Is a CEO born or made? Marcel LeBrun believes the latter and he should know because he was given the opportunity to grow into the position. Marcel is a native New Brunswicker and a graduate of the University of New Brunswick’s computer engineering department. After school, Marcel took a job at New Brunswick’s telecom company, NBTel. What he didn’t know at the time was that NBTel would prove to be an incubator for a number of exemplary entrepreneurs.
NBTel had a philosophy that inspired innovation. Being a phone company that only owned about 3 per cent of the Canadian market, the company had a choice of working within an economy of scale or an economy of innovation. They took the innovation path in order to stay relevant. NBTel also had a culture whereby they took chances by promoting people that had all of the capability but perhaps not the experience. Marcel was one of these people without the experience, but had all the capability in the world to succeed. When Marcel was 28 years-old he was in the right meeting at the right time and he was given the opportunity to become CEO of Imagic TV, which made software for telecom companies. Marcel learned his position by doing it and eventually was given the opportunity to become CEO for Radian 6, one of Canada’s leading tech acquisitions.

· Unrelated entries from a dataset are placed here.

//! End-to-end compilation scenarios through [`QueryCompiler`].

#![allow(missing_docs)]

mod support;

use std::io::Write;
use std::sync::Arc;

use querycraft::query::ast::{
    AggregateFunction, AggregateSpec, AggregationSpec, Direction, Filter, Pagination, Query,
};
use querycraft::query::canonical::Window;
use querycraft::query::cursor::encode_cursor;
use querycraft::query::errors::ValidationCode;
use querycraft::query::physical::PhysicalOp;
use querycraft::query::predicate::Predicate;
use querycraft::query::{QueryBuilder, QueryState, Value};
use querycraft::{CompilerConfig, Deadline, QueryError, Stage};

use support::{compiler, compiler_with, DOCS};

fn node_types(compiled: &querycraft::CompiledQuery) -> Vec<&'static str> {
    compiled
        .physical
        .nodes()
        .into_iter()
        .map(|node| node.op.name())
        .collect()
}

#[test]
fn indexed_equality_compiles_to_a_single_index_scan() {
    let compiler = compiler();
    let compiled = QueryBuilder::new("users")
        .filter(|p| {
            p.eq("status", "active");
        })
        .compile(&compiler, DOCS)
        .expect("query compiles");

    assert_eq!(node_types(&compiled), vec!["Limit", "IndexScan"]);
    let scan = &compiled.physical.root.inputs[0];
    match &scan.op {
        PhysicalOp::IndexScan {
            entity,
            index,
            field,
            ..
        } => {
            assert_eq!(entity, "users");
            assert_eq!(index, "idx_users_status");
            assert_eq!(field.path, "status");
        }
        other => panic!("unexpected scan: {other:?}"),
    }
    // 10k rows, 10 distinct statuses.
    assert!((scan.strategy.estimated_rows - 1_000.0).abs() < 1e-6);
    assert!((scan.strategy.estimated_cost - 1_000.0).abs() < 1e-6);

    let explain = compiled.explain.to_json();
    assert_eq!(explain["node_type"], "Limit");
    assert_eq!(explain["children"][0]["node_type"], "IndexScan");
    assert_eq!(explain["children"][0]["strategy"], "backend/index=idx_users_status");
}

#[test]
fn negated_conjunction_becomes_disjunction_of_negations() {
    let compiler = compiler();
    let compiled = QueryBuilder::new("users")
        .filter(|p| {
            p.not(|n| {
                n.eq("status", "active").gt("age", 30_i64);
            });
        })
        .compile(&compiler, DOCS)
        .expect("query compiles");

    match compiled.canonical.filter.as_ref().expect("filter present") {
        Predicate::Or(children) => {
            assert_eq!(children.len(), 2);
            let mut negated: Vec<&str> = children
                .iter()
                .map(|child| match child {
                    Predicate::Not(cond) => cond.field.path.as_str(),
                    other => panic!("unexpected disjunct: {other}"),
                })
                .collect();
            negated.sort_unstable();
            assert_eq!(negated, vec!["age", "status"]);
        }
        other => panic!("unexpected filter: {other}"),
    }
}

#[test]
fn unknown_path_is_rejected_at_resolution() {
    let compiler = compiler();
    let mut query = Query::new("users");
    query.filter = Some(Filter::eq("bogus.path", 1_i64));
    let err = compiler.compile(&query, DOCS).expect_err("path does not exist");
    assert_eq!(err.code(), "FIELD_NOT_FOUND");
    assert_eq!(err.stage, Stage::Resolve);
}

#[test]
fn rejected_compilation_reports_its_lifecycle() {
    let mut query = Query::new("users");
    query.filter = Some(Filter::eq("bogus.path", 1_i64));
    let err = compiler().compile(&query, DOCS).expect_err("path does not exist");
    assert_eq!(
        err.states,
        vec![
            QueryState::Received,
            QueryState::Rejected {
                stage: "resolve",
                code: "FIELD_NOT_FOUND",
            },
        ]
    );
    let last = err.states.last().expect("terminal state");
    assert_eq!(last.to_string(), "REJECTED(resolve: FIELD_NOT_FOUND)");

    let mut query = Query::new("users");
    query.aggregation = Some(AggregationSpec {
        group_by: vec!["status".into()],
        aggregates: vec![AggregateSpec::new(AggregateFunction::Max, "name", "last_name")],
        having: None,
    });
    let err = compiler().compile(&query, DOCS).expect_err("name is not aggregable");
    assert_eq!(err.states.len(), 2);
    assert!(matches!(
        err.states[1],
        QueryState::Rejected {
            stage: "validate",
            ..
        }
    ));
}

#[test]
fn aggregate_over_non_aggregable_field_is_rejected() {
    let compiler = compiler();
    let mut query = Query::new("users");
    query.aggregation = Some(AggregationSpec {
        group_by: vec!["status".into()],
        aggregates: vec![AggregateSpec::new(AggregateFunction::Max, "name", "last_name")],
        having: None,
    });
    let err = compiler.compile(&query, DOCS).expect_err("name is not aggregable");
    assert_eq!(err.stage, Stage::Validate);
    match &err.error {
        QueryError::Validation(errors) => {
            assert!(errors.contains(ValidationCode::AggFieldNotAggregable));
        }
        other => panic!("unexpected error: {other:?}"),
    }
}

#[test]
fn conjunct_order_does_not_change_the_fingerprint() {
    let mut forward = Query::new("users");
    forward.filter = Some(Filter::and([
        Filter::eq("status", "active"),
        Filter::gt("age", 30_i64),
    ]));
    let mut reversed = forward.clone();
    reversed.filter = Some(Filter::and([
        Filter::gt("age", 30_i64),
        Filter::eq("status", "active"),
    ]));

    let a = compiler().compile(&forward, DOCS).expect("compiles");
    let b = compiler().compile(&reversed, DOCS).expect("compiles");
    assert_eq!(a.canonical.fingerprint(), b.canonical.fingerprint());
    assert_eq!(a.physical, b.physical);

    let mut different = forward.clone();
    different.filter = Some(Filter::and([
        Filter::eq("status", "inactive"),
        Filter::gt("age", 30_i64),
    ]));
    let c = compiler().compile(&different, DOCS).expect("compiles");
    assert_ne!(a.canonical.fingerprint(), c.canonical.fingerprint());
}

#[test]
fn execution_hints_are_not_part_of_the_fingerprint() {
    let compiler = compiler();
    let plain = QueryBuilder::new("users").build().expect("builds");
    let hinted = QueryBuilder::new("users")
        .explain()
        .timeout_ms(60_000)
        .build()
        .expect("builds");
    let a = compiler.compile(&plain, DOCS).expect("compiles");
    let b = compiler.compile(&hinted, DOCS).expect("compiles");
    assert_eq!(a.canonical.fingerprint(), b.canonical.fingerprint());
    assert!(b.cache_hit);
}

#[test]
fn successful_compilation_walks_every_state() {
    let compiled = compiler()
        .compile(&Query::new("users"), DOCS)
        .expect("compiles");
    assert_eq!(
        compiled.states,
        vec![
            QueryState::Received,
            QueryState::Validated,
            QueryState::Resolved,
            QueryState::PlannedLogical,
            QueryState::PlannedPhysical,
            QueryState::Ready,
        ]
    );
}

#[test]
fn spent_deadline_aborts_before_resolution() {
    let compiler = compiler();
    let err = compiler
        .compile_with_deadline(&Query::new("users"), DOCS, Deadline::after(0))
        .expect_err("no budget");
    assert_eq!(err.code(), "DEADLINE_EXCEEDED");
    assert_eq!(err.stage, Stage::Resolve);

    let mut query = Query::new("users");
    query.options.timeout_ms = Some(0);
    let err = compiler.compile(&query, DOCS).expect_err("query timeout of zero");
    assert_eq!(err.code(), "DEADLINE_EXCEEDED");
}

#[test]
fn unindexed_sort_is_only_a_warning() {
    let compiled = QueryBuilder::new("users")
        .order_by("name", Direction::Asc)
        .compile(&compiler(), DOCS)
        .expect("compiles");
    assert_eq!(compiled.warnings.len(), 1);
    assert_eq!(compiled.warnings[0].code, ValidationCode::SortFieldNotIndexed);
    assert_eq!(node_types(&compiled), vec!["Limit", "Sort", "FullScan"]);
}

#[test]
fn plan_cache_hits_until_a_catalog_refresh() {
    let compiler = compiler();
    let query = QueryBuilder::new("users")
        .filter(|p| {
            p.eq("status", "active");
        })
        .build()
        .expect("builds");

    assert!(!compiler.compile(&query, DOCS).expect("compiles").cache_hit);
    assert!(compiler.compile(&query, DOCS).expect("compiles").cache_hit);

    compiler.refresh_capabilities(Arc::new(support::capabilities()));
    assert!(!compiler.compile(&query, DOCS).expect("compiles").cache_hit);

    compiler.refresh_schema(Arc::new(support::schema()));
    assert!(!compiler.compile(&query, DOCS).expect("compiles").cache_hit);

    let stats = compiler.cache_stats();
    assert_eq!(stats.hits, 1);
    assert_eq!(stats.misses, 3);
    assert_eq!(compiler.catalog_generations(), (1, 1));
}

#[test]
fn clearing_the_plan_cache_forces_replanning() {
    let compiler = compiler();
    let query = Query::new("users");
    assert!(!compiler.compile(&query, DOCS).expect("compiles").cache_hit);
    assert!(compiler.compile(&query, DOCS).expect("compiles").cache_hit);
    assert_eq!(compiler.cache_stats().len, 1);

    compiler.clear_plan_cache();
    assert_eq!(compiler.cache_stats().len, 0);
    assert!(!compiler.compile(&query, DOCS).expect("compiles").cache_hit);

    let stats = compiler.cache_stats();
    assert_eq!((stats.hits, stats.misses, stats.len), (1, 2, 1));
    assert_eq!(compiler.catalog_generations(), (0, 0));
}

#[test]
fn cursor_pagination_resumes_after_the_keys() {
    let cursor = encode_cursor(&[Value::Int(42)]);
    let compiled = QueryBuilder::new("users")
        .order_by("id", Direction::Asc)
        .after(cursor, 10)
        .compile(&compiler(), DOCS)
        .expect("compiles");
    assert_eq!(
        compiled.canonical.window,
        Window::After {
            keys: vec![Value::Int(42)],
            limit: 10,
        }
    );
    assert_eq!(compiled.explain.detail("limit"), Some("10"));
}

#[test]
fn query_parses_from_json_and_compiles() {
    let json = r#"{
        "entity": "users",
        "filter": {"or": [
            {"condition": {"field": "status", "operator": "EQ", "value": "active"}},
            {"condition": {"field": "email", "operator": "EQ", "value": "a@example.com"}}
        ]},
        "pagination": {"page": {"page": 3, "page_size": 20}}
    }"#;
    let query: Query = serde_json::from_str(json).expect("json parses");
    assert_eq!(
        query.pagination,
        Some(Pagination::Page {
            page: 3,
            page_size: 20
        })
    );
    let compiled = compiler().compile(&query, DOCS).expect("compiles");
    assert_eq!(
        compiled.canonical.window,
        Window::Offset {
            offset: 40,
            limit: 20
        }
    );
    // Both disjuncts are indexed, so the whole OR is pushed.
    assert_eq!(node_types(&compiled), vec!["Limit", "IndexScan"]);
}

#[test]
fn toml_config_drives_default_pagination() {
    let mut file = tempfile::NamedTempFile::new().expect("temp file");
    writeln!(file, "[limits]\ndefault_page_size = 7\n").expect("write config");
    let config = CompilerConfig::load(file.path()).expect("config loads");
    let compiled = compiler_with(config)
        .compile(&Query::new("users"), DOCS)
        .expect("compiles");
    assert_eq!(
        compiled.canonical.window,
        Window::Offset {
            offset: 0,
            limit: 7
        }
    );
}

Check out this week’s episode for lots of great nuggets of wisdom from a CEO that learned by doing.

In This Episode
  • Marcel talks about the self-described entrepreneur, and when it is appropriate to consider yourself one.
  • He goes on to talk about how he became an entrepreneur accidentally.
  • Marcel tells us how his experience at Imagic TV allowed him to take an opportunity to help revolutionize the marketing world with Radian 6.
  • He tells us how NBTel provided a culture that acted like an incubator for future entrepreneurs.
  • There is a discussion of seasoned entrepreneurs vs. green horns and whether a great entrepreneur is born or made.
  • Marcel explains how a new entrepreneur should, “expect trouble”.
  • We talk about how a business is a social organism and that its main purpose is to benefit the community.
  • Marcel talk about the importance of making contentment a choice.
  • He tells us that the important question for every entrepreneur is to ask themselves, “Why am I doing this and for what purpose?”
  • Dave is inspired by Marcel’s notion of thinking beyond you as an entrepreneur.
  • Greg enjoys the concept of not defining the what, but the what for?